On 22 August 2013, Keary extended his contract with the South Sydney Rabbitohs to the end of the 2015 season. Keary finished his debut year with two tries in 10 matches.

===2014===
In February, Keary was selected for the Rabbitohs inaugural 2014 Auckland Nines squad. Keary was preparing his breakout year but it was ruined early due to a torn pectoral muscle injury in the Nines. Keary made his return to the South Sydney team in Round 17 against the Gold Coast Titans, scoring a try in the clubs 14-10 shock loss. On 5 October, in the 2014 NRL Grand Final against Canterbury, Keary played at five-eighth in the 30–6 victory. Keary finished the season with 3 tries from 12 matches.

===2015===
On 27 January, Keary re-signed with the South Sydney club on a one-year contract. On 23 February, he played for the Rabbitohs in the 2015 World Club Challenge match against 2014 Super League Grand Final premiers St. Helens, playing at five-eighth and scoring a try in the Rabbitohs' 39–0 win at Langtree Park. In April, he was selected for the New South Wales City team for the annual City vs Country Origin match, but withdrew due to a foot injury. He finished off the 2015 season having played in 24 matches and scoring 4 tries for South Sydney.

===2016===
In January, Keary was involved in a confrontation with actor and Rabbitohs club co-owner Russell Crowe in a pre-season bonding session at Crowe's farm in Nana Glen, New South Wales. It was revealed that Keary was furious after Crowe berated him, Cameron McInnes and some of the younger players. When Keary defended them, Crowe told him that he was not worth the money of his contract, sending Keary into a rage, first at Crowe and then at senior Souths player Sam Burgess for not sticking up for the younger players. Keary was ordered by Crowe to leave the property, which he did, catching a taxi at about 3:00am.
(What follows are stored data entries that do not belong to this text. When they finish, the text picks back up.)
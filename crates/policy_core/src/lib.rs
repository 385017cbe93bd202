//! Interaction core shared by the web and desktop renderers.

pub mod contact;
pub mod navigation;
pub mod sink;

pub use contact::{
    validate, ContactForm, ContactFormHandler, FormEffect, FormError, SubmissionPhase,
    DEFAULT_RESPONSE_WINDOW,
};
pub use navigation::{
    most_visible, NavigationController, ScrollAlign, ScrollBehavior, ScrollRequest, Scroller,
    SectionVisibility,
};
pub use sink::{HttpSink, LogSink, SubmissionSink};
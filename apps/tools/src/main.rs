use std::{fs, path::PathBuf, sync::Arc};

use anyhow::{Context, Result};
use clap::{Parser, Subcommand};
use policy_core::{ContactFormHandler, FormEffect, HttpSink, LogSink, SubmissionSink};
use server_api::{list_sections, render_policy_center};
use shared::protocol::ContactFields;
use tracing_subscriber::EnvFilter;

#[derive(Parser, Debug)]
#[command(name = "tools", about = "Policy center maintenance commands")]
struct Cli {
    #[command(subcommand)]
    command: Command,
}

#[derive(Subcommand, Debug)]
enum Command {
    /// Print section ids and labels in navigation order.
    Sections,
    /// Write the rendered page to a static HTML file.
    Render {
        #[arg(long)]
        out: PathBuf,
        #[arg(long)]
        section: Option<String>,
    },
    /// Validate and forward a contact submission.
    Submit {
        #[arg(long)]
        name: String,
        #[arg(long)]
        email: String,
        #[arg(long)]
        message: String,
        #[arg(long, default_value = "")]
        phone: String,
        /// Forwarding endpoint; the submission is only logged when omitted.
        #[arg(long)]
        endpoint: Option<String>,
    },
}

#[tokio::main]
async fn main() -> Result<()> {
    tracing_subscriber::fmt()
        .with_env_filter(EnvFilter::try_from_default_env().unwrap_or_else(|_| "info".into()))
        .init();

    let cli = Cli::parse();
    let output = run(cli.command).await?;
    println!("{output}");
    Ok(())
}

async fn run(command: Command) -> Result<String> {
    match command {
        Command::Sections => Ok(list_sections()
            .iter()
            .map(|section| format!("{}\t{}", section.id, section.label))
            .collect::<Vec<_>>()
            .join("\n")),
        Command::Render { out, section } => {
            let today = chrono::Local::now().date_naive();
            let html = render_policy_center(section.as_deref(), today)
                .context("failed to render policy page")?;
            fs::write(&out, html).with_context(|| format!("failed to write '{}'", out.display()))?;
            Ok(format!("wrote {}", out.display()))
        }
        Command::Submit {
            name,
            email,
            message,
            phone,
            endpoint,
        } => {
            let sink: Arc<dyn SubmissionSink> = match endpoint.as_deref() {
                Some(url) => Arc::new(HttpSink::new(url)?),
                None => Arc::new(LogSink),
            };
            let fields = ContactFields {
                name,
                email,
                phone,
                message,
            };
            let effects = ContactFormHandler::new(sink).submit(&fields).await?;
            let notice = effects.into_iter().find_map(|effect| match effect {
                FormEffect::Notify(notification) => Some(notification.message),
                FormEffect::ClearFields => None,
            });
            Ok(notice.unwrap_or_default())
        }
    }
}
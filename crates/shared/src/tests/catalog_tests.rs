use super::*;

#[test]
fn catalog_follows_section_order() {
    let ids: Vec<SectionId> = CATALOG.iter().map(|content| content.id).collect();
    assert_eq!(ids, SectionId::ALL.to_vec());
}

#[test]
fn only_contact_section_embeds_the_form() {
    for content in &CATALOG {
        let has_panel = content.blocks.contains(&Block::ContactPanel);
        assert_eq!(has_panel, content.id == SectionId::Contact, "{}", content.id);
    }
}

#[test]
fn every_section_opens_with_a_paragraph() {
    for content in &CATALOG {
        assert!(
            matches!(content.blocks.first(), Some(Block::Paragraph(_))),
            "{} should start with a paragraph",
            content.id
        );
    }
}

#[test]
fn support_email_inline_resolves_to_company_mailbox() {
    assert_eq!(Inline::SupportEmail.text(), SUPPORT_EMAIL);
    let email_detail = COMPANY_DETAILS
        .iter()
        .find(|detail| detail.label == "Email")
        .expect("email detail");
    assert_eq!(email_detail.value, SUPPORT_EMAIL);
}

#[test]
fn content_for_returns_matching_section() {
    for id in SectionId::ALL {
        assert_eq!(content_for(id).id, id);
        assert_eq!(content_for(id).title(), id.label());
    }
}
At the start of the year, Keary, who was off contract at season's end, was linked to sign with the Sydney Roosters, the St. George Illawarra Dragons who offered him a contract worth $1.2 million over three-years, or even a shift to Rugby Union for 2017. On 21 June, Keary announced that he signed a 2-year contract with the Roosters starting in 2017. In Round 21 against the Canberra Raiders, Keary would play his last match for the South Sydney Rabbitohs after he suffered a season ending hamstring injury in the woeful 54–4 loss at ANZ Stadium. Keary finished his last season with the South Sydney club playing in 17 matches and scoring three tries in the 2016 NRL season.

===2017===
In Round 1 of the 2017 NRL season, Keary made his club debut for Sydney Roosters against the Gold Coast Titans, having a successful match by scoring 2 tries in the 32–18 win at Cbus Super Stadium.
Keary made 26 appearances for Sydney Roosters and was part of the side which made it all the way to the preliminary final before suffering a shock 16–29 defeat by a depleted North Queensland Cowboys team.
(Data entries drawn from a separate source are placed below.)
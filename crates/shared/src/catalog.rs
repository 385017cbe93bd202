//! Static page content: section bodies and company details.
//!
//! Renderers walk these blocks; nothing here is computed at runtime.

use crate::domain::SectionId;

pub const BRAND: &str = "VidyaKumbh";
pub const PAGE_TITLE: &str = "Vidyakumbh – Policy Center";
pub const TAGLINE: &str = "Transparency and trust for our learners";
pub const SUPPORT_EMAIL: &str = "balmukundmishra352@gmail.com";

#[derive(Debug, Clone, Copy, PartialEq, Eq)]
pub enum Inline {
    Text(&'static str),
    Strong(&'static str),
    Emphasis(&'static str),
    /// Link to the support mailbox.
    SupportEmail,
}

impl Inline {
    pub fn text(&self) -> &'static str {
        match self {
            Inline::Text(text) | Inline::Strong(text) | Inline::Emphasis(text) => text,
            Inline::SupportEmail => SUPPORT_EMAIL,
        }
    }
}

#[derive(Debug, Clone, Copy, PartialEq, Eq)]
pub struct ListItem {
    pub lead: Option<&'static str>,
    pub body: &'static [Inline],
}

#[derive(Debug, Clone, Copy, PartialEq, Eq)]
pub enum Block {
    Paragraph(&'static [Inline]),
    Heading(&'static str),
    List(&'static [ListItem]),
    Note(&'static str),
    /// The contact form together with the company details card.
    ContactPanel,
}

#[derive(Debug, Clone, Copy, PartialEq, Eq)]
pub struct SectionContent {
    pub id: SectionId,
    pub blocks: &'static [Block],
}

impl SectionContent {
    pub fn title(&self) -> &'static str {
        self.id.label()
    }
}

#[derive(Debug, Clone, Copy, PartialEq, Eq)]
pub struct CompanyDetail {
    pub label: &'static str,
    pub value: &'static str,
}

pub static COMPANY_DETAILS: [CompanyDetail; 5] = [
    CompanyDetail {
        label: "Brand",
        value: BRAND,
    },
    CompanyDetail {
        label: "Email",
        value: SUPPORT_EMAIL,
    },
    CompanyDetail {
        label: "Phone",
        value: "+91-9693732524",
    },
    CompanyDetail {
        label: "Address",
        value: "Vil Suarchhap PS Lauria PO Birti Matiariya, West Champaran, Bihar, India, 845453",
    },
    CompanyDetail {
        label: "Hours",
        value: "Mon–Fri, 10:00–18:00 IST",
    },
];

const fn item(body: &'static [Inline]) -> ListItem {
    ListItem { lead: None, body }
}

const fn led(lead: &'static str, body: &'static [Inline]) -> ListItem {
    ListItem {
        lead: Some(lead),
        body,
    }
}

const CONTACT: &[Block] = &[
    Block::Paragraph(&[Inline::Text(
        "Have questions about your course, account, or payment? Reach us using the form \
         below or via the details provided. Our typical response time is 24–48 business hours.",
    )]),
    Block::ContactPanel,
];

const SHIPPING: &[Block] = &[
    Block::Paragraph(&[
        Inline::Text("VidyaKumbh provides "),
        Inline::Strong("digital products and services"),
        Inline::Text(
            " such as online courses, downloadable resources, and memberships. As no physical \
             goods are shipped, this Shipping Policy clarifies how and when you receive access \
             to your purchases.",
        ),
    ]),
    Block::List(&[
        led(
            "Delivery Method:",
            &[Inline::Text("Instant online access via your VidyaKumbh account.")],
        ),
        led(
            "Delivery Time:",
            &[Inline::Text(
                "Typically immediate after successful payment. If delayed, access is granted \
                 within 24 hours.",
            )],
        ),
        led(
            "Non-Delivery:",
            &[
                Inline::Text("If you do not receive access within 24 hours, please contact "),
                Inline::SupportEmail,
                Inline::Text("."),
            ],
        ),
        led(
            "Geographic Availability:",
            &[Inline::Text(
                "Courses are available globally unless restricted by law.",
            )],
        ),
        led(
            "Fees:",
            &[Inline::Text(
                "No shipping or handling fees apply to digital items.",
            )],
        ),
    ]),
    Block::Note(
        "If you also sell physical goods, add your carrier, timelines, fees, and tracking rules here.",
    ),
];

const TERMS: &[Block] = &[
    Block::Paragraph(&[Inline::Text(
        "These Terms govern your use of VidyaKumbh (\"we\", \"us\", \"our\") and the purchase of \
         our courses and services. By accessing our website or enrolling in a course, you agree \
         to these Terms.",
    )]),
    Block::Heading("Accounts"),
    Block::List(&[
        item(&[Inline::Text(
            "You must provide accurate information and keep your credentials secure.",
        )]),
        item(&[Inline::Text(
            "You are responsible for all activities under your account.",
        )]),
    ]),
    Block::Heading("License & Use"),
    Block::List(&[
        item(&[Inline::Text(
            "Upon purchase, you receive a personal, non-transferable license to access content.",
        )]),
        item(&[Inline::Text(
            "Redistribution, resale, or public posting of course materials is prohibited without \
             prior written consent.",
        )]),
    ]),
    Block::Heading("Payments & Taxes"),
    Block::List(&[
        item(&[Inline::Text(
            "Prices are shown in INR unless stated otherwise and may include applicable taxes/fees.",
        )]),
        item(&[Inline::Text(
            "We use secure third-party processors; you agree to their terms when paying.",
        )]),
    ]),
    Block::Heading("Intellectual Property"),
    Block::Paragraph(&[Inline::Text(
        "All content, trademarks, and logos are owned by VidyaKumbh or its licensors.",
    )]),
    Block::Heading("Prohibited Conduct"),
    Block::List(&[item(&[Inline::Text(
        "No unlawful use, harassment, cheating, scraping, or attempts to bypass access controls.",
    )])]),
    Block::Heading("Limitation of Liability"),
    Block::Paragraph(&[Inline::Text(
        "To the maximum extent permitted by law, VidyaKumbh will not be liable for indirect, \
         incidental, or consequential damages arising from your use of the services.",
    )]),
    Block::Heading("Changes"),
    Block::Paragraph(&[Inline::Text(
        "We may update these Terms from time to time. Continued use constitutes acceptance.",
    )]),
    Block::Heading("Contact"),
    Block::Paragraph(&[
        Inline::Text("Questions about these Terms? Email "),
        Inline::SupportEmail,
        Inline::Text("."),
    ]),
];

const REFUNDS: &[Block] = &[
    Block::Paragraph(&[Inline::Text(
        "We want you to be satisfied with your learning experience. This policy explains when \
         cancellations or refunds may apply.",
    )]),
    Block::Heading("Digital Courses"),
    Block::List(&[
        led(
            "7-Day Refund Window:",
            &[
                Inline::Text("If you have completed "),
                Inline::Emphasis("less than 20%"),
                Inline::Text(
                    " of a course, you may request a refund within 7 days of purchase.",
                ),
            ],
        ),
        led(
            "Non-Refundable:",
            &[Inline::Text(
                "Certificates, downloadable assets, and fully completed courses are non-refundable.",
            )],
        ),
    ]),
    Block::Heading("Subscriptions/Memberships"),
    Block::List(&[item(&[Inline::Text(
        "Cancel anytime from your account settings. Access continues until the end of the \
         billing period.",
    )])]),
    Block::Heading("How to Request"),
    Block::Paragraph(&[
        Inline::Text("Email "),
        Inline::SupportEmail,
        Inline::Text(
            " with your order ID and reason. Approved refunds are issued to the original payment \
             method within 7–10 business days.",
        ),
    ]),
];

const PRIVACY: &[Block] = &[
    Block::Paragraph(&[Inline::Text(
        "Your privacy is important to us. This Privacy Policy explains what data we collect, how \
         we use it, and your rights. By using VidyaKumbh you agree to this Policy.",
    )]),
    Block::Heading("Information We Collect"),
    Block::List(&[
        led(
            "Account Data:",
            &[Inline::Text(
                "name, email, phone, password (hashed), preferences.",
            )],
        ),
        led(
            "Payment Data:",
            &[Inline::Text(
                "handled by payment processors; we store limited metadata (e.g., transaction ID).",
            )],
        ),
        led(
            "Usage Data:",
            &[Inline::Text(
                "pages visited, device, browser, IP address, and cookies for analytics and security.",
            )],
        ),
        led(
            "Communications:",
            &[Inline::Text(
                "messages you send to support or instructors.",
            )],
        ),
    ]),
    Block::Heading("How We Use Information"),
    Block::List(&[
        item(&[Inline::Text("Provide and improve courses and features.")]),
        item(&[Inline::Text("Process payments and prevent fraud.")]),
        item(&[Inline::Text(
            "Send administrative emails and, with consent, marketing updates.",
        )]),
        item(&[Inline::Text(
            "Comply with legal obligations and enforce our Terms.",
        )]),
    ]),
    Block::Heading("Cookies & Tracking"),
    Block::Paragraph(&[Inline::Text(
        "We use essential cookies for login and security and optional analytics cookies to \
         improve the site. You can control cookies via your browser settings.",
    )]),
    Block::Heading("Data Sharing"),
    Block::List(&[
        item(&[Inline::Text(
            "Service providers (hosting, analytics, payment processing) under confidentiality \
             obligations.",
        )]),
        item(&[Inline::Text(
            "Legal compliance or to protect rights, property, and safety.",
        )]),
    ]),
    Block::Heading("Data Retention"),
    Block::Paragraph(&[Inline::Text(
        "We retain data for as long as your account is active or as needed to provide services \
         and meet legal obligations.",
    )]),
    Block::Heading("Your Rights"),
    Block::List(&[
        item(&[Inline::Text("Access, correct, or delete your personal data.")]),
        item(&[Inline::Text("Opt out of marketing communications.")]),
        item(&[Inline::Text("Request data export (where applicable).")]),
    ]),
    Block::Heading("Children"),
    Block::Paragraph(&[Inline::Text(
        "Our services are not directed to children under 13. If you believe a child provided \
         data, contact us to delete it.",
    )]),
    Block::Heading("International Transfers"),
    Block::Paragraph(&[Inline::Text(
        "Data may be processed outside your country with appropriate safeguards.",
    )]),
    Block::Heading("Contact"),
    Block::Paragraph(&[
        Inline::Text("For privacy questions, contact our Data Protection Officer at "),
        Inline::SupportEmail,
        Inline::Text("."),
    ]),
];

pub static CATALOG: [SectionContent; 5] = [
    SectionContent {
        id: SectionId::Contact,
        blocks: CONTACT,
    },
    SectionContent {
        id: SectionId::Shipping,
        blocks: SHIPPING,
    },
    SectionContent {
        id: SectionId::Terms,
        blocks: TERMS,
    },
    SectionContent {
        id: SectionId::Refunds,
        blocks: REFUNDS,
    },
    SectionContent {
        id: SectionId::Privacy,
        blocks: PRIVACY,
    },
];

pub fn content_for(id: SectionId) -> &'static SectionContent {
    &CATALOG[id.position()]
}

#[cfg(test)]
#[path = "tests/catalog_tests.rs"]
mod tests;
At season's end, Keary contemplated playing in the World Cup. He later said, "I stuck my hand up to play for Ireland in 2017. It didn’t eventuate, I had a few [injuries] at the back end of the year. I’ve always had a connection there since I was a kid. Dad’s family is still over there. I haven’t been over there but you just feel proud whenever he talked about it. It makes me feel good thinking about it."

===2018===
In 2018, Keary suffered a broken jaw at pre season training and missed over a month of training and trial games.
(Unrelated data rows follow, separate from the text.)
//! Command orchestration helpers from UI actions to backend command queue.

use crossbeam_channel::{Sender, TrySendError};

use crate::backend_bridge::commands::BackendCommand;
use crate::controller::events::UiError;

pub fn dispatch_backend_command(
    cmd_tx: &Sender<BackendCommand>,
    cmd: BackendCommand,
) -> Result<(), UiError> {
    let cmd_name = cmd.name();

    match cmd_tx.try_send(cmd) {
        Ok(()) => {
            tracing::debug!(command = cmd_name, "queued ui->backend command");
            Ok(())
        }
        Err(TrySendError::Full(_)) => Err(UiError::queue(
            "Too many messages are being sent right now; please retry",
        )),
        Err(TrySendError::Disconnected(_)) => Err(UiError::queue(
            "Message delivery stopped unexpectedly; restart the app and retry",
        )),
    }
}
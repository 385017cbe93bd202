//! Delivery targets for validated contact submissions.

use std::time::Duration;

use anyhow::{Context, Result};
use async_trait::async_trait;
use reqwest::Client;
use shared::{error::ForwardingError, protocol::ContactSubmission};
use tracing::info;
use url::Url;

const HTTP_FORWARD_TIMEOUT: Duration = Duration::from_secs(10);

#[async_trait]
pub trait SubmissionSink: Send + Sync {
    async fn forward(&self, submission: &ContactSubmission) -> Result<(), ForwardingError>;
}

/// Writes each submission to the log and accepts it.
#[derive(Debug, Clone, Copy, Default)]
pub struct LogSink;

#[async_trait]
impl SubmissionSink for LogSink {
    async fn forward(&self, submission: &ContactSubmission) -> Result<(), ForwardingError> {
        info!(
            name = %submission.name,
            email = %submission.email,
            phone = %submission.phone,
            message = %submission.message,
            "contact form submitted"
        );
        Ok(())
    }
}

/// POSTs each submission as JSON. Any non-success status is a failed forward.
#[derive(Debug, Clone)]
pub struct HttpSink {
    http: Client,
    endpoint: Url,
}

impl HttpSink {
    pub fn new(endpoint: &str) -> Result<Self> {
        let endpoint = Url::parse(endpoint)
            .with_context(|| format!("invalid forwarding endpoint '{endpoint}'"))?;
        let http = Client::builder()
            .timeout(HTTP_FORWARD_TIMEOUT)
            .build()
            .context("failed to build forwarding http client")?;
        Ok(Self { http, endpoint })
    }

    /// Endpoint for a Policy Center server's contact route. The route is
    /// resolved under any path prefix the server URL carries.
    pub fn for_server(server_url: &str) -> Result<Self> {
        let mut base = Url::parse(server_url)
            .with_context(|| format!("invalid server url '{server_url}'"))?;
        if !base.path().ends_with('/') {
            let prefix = format!("{}/", base.path());
            base.set_path(&prefix);
        }
        let route = shared::protocol::contact_route().trim_start_matches('/');
        let endpoint = base
            .join(route)
            .with_context(|| format!("cannot derive contact endpoint from '{server_url}'"))?;
        Self::new(endpoint.as_str())
    }

    pub fn endpoint(&self) -> &Url {
        &self.endpoint
    }
}

#[async_trait]
impl SubmissionSink for HttpSink {
    async fn forward(&self, submission: &ContactSubmission) -> Result<(), ForwardingError> {
        let response = self
            .http
            .post(self.endpoint.clone())
            .json(submission)
            .send()
            .await
            .map_err(|error| ForwardingError::new(format!("request failed: {error}")))?;

        let status = response.status();
        if !status.is_success() {
            return Err(ForwardingError::new(format!(
                "endpoint responded with {status}"
            )));
        }
        Ok(())
    }
}

#[cfg(test)]
#[path = "tests/sink_tests.rs"]
mod tests;
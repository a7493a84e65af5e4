use crate::modules::context::Initialize;
use crate::modules::settings::cli::SETTINGS;
use crate::{
    modules::error::{code::ErrorCode, MailroomResult},
    raise_error,
};
use std::path::PathBuf;
use std::sync::LazyLock;

pub const META_FILE: &str = "meta.db";
pub const TASK_FILE: &str = "tasks.db";
const LOG_DIR: &str = "logs";

pub static DATA_DIR_MANAGER: LazyLock<DataDirManager> =
    LazyLock::new(|| DataDirManager::new(PathBuf::from(&SETTINGS.mailroom_root_dir)));

#[derive(Debug)]
pub struct DataDirManager {
    pub root_dir: PathBuf,
    pub meta_db: PathBuf,
    pub task_db: PathBuf,
    pub log_dir: PathBuf,
}

impl Initialize for DataDirManager {
    async fn initialize() -> MailroomResult<()> {
        std::fs::create_dir_all(&DATA_DIR_MANAGER.root_dir)
            .map_err(|e| raise_error!(format!("{:#?}", e), ErrorCode::InternalError))?;
        std::fs::create_dir_all(&DATA_DIR_MANAGER.log_dir)
            .map_err(|e| raise_error!(format!("{:#?}", e), ErrorCode::InternalError))?;
        Ok(())
    }
}

impl DataDirManager {
    pub fn new(root_dir: PathBuf) -> Self {
        Self {
            root_dir: root_dir.clone(),
            meta_db: root_dir.join(META_FILE),
            task_db: root_dir.join(TASK_FILE),
            log_dir: root_dir.join(LOG_DIR),
        }
    }
}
Keary received the Clive Churchill medal in the 2018 Grand Final where his team the Sydney Roosters beat the Melbourne Storm 21–6.

He capped a stellar season by earning selection in the Australian Kangaroos team as starting five-eighth for Test matches against New Zealand and Tonga.

===2019===
Keary started the 2019 NRL season in good form as the club won 7 of their first 9 games. Keary's good form meant that he was in line to be selected for New South Wales in the 2019 State of Origin series. In Round 11 against Newcastle, Keary was taken from the field with concussion and was subsequently ruled out for 6 weeks.

On 15 August, Keary was spoken about by Brisbane coach Anthony Seibold comparing him to Darius Boyd saying "I had a look through the competition last weekend, there is an Australian No.6 (Keary) playing for a team in Sydney who only made four metres last week and missed five tackles, Not one thing was said in the media about that. His team won and our team won. For whatever reason because Darius only had one run, he has been crucified all week from what I understand. I just think everyone needs to back off on Darius". Keary spoke to the media in response saying "I don’t really care to be honest. It’s a little bit odd. I don’t know him, I’ve never spoke to him. I don’t care what he says. I don’t care what he thinks".

Keary played at five-eighth for the Sydney Roosters in the 2019 NRL Grand Final in which the club won their second consecutive premiership defeating Canberra 14–8 in the decider. It was Keary's third premiership victory as a player.

On 7 October, Keary was named for the Australian side for the upcoming Oceania Cup fixtures.

===2020===
In round 9 of the 2020 NRL season, Keary scored two tries as the Sydney Roosters defeated North Queensland 42–16 at Queensland Country Bank Stadium.
In August 2020, Keary extended his contract with the Sydney Roosters until the end of the 2024 season. In round 18 against Newcastle, he scored two tries as the Sydney Roosters won the match 42–12 at the Sydney Cricket Ground.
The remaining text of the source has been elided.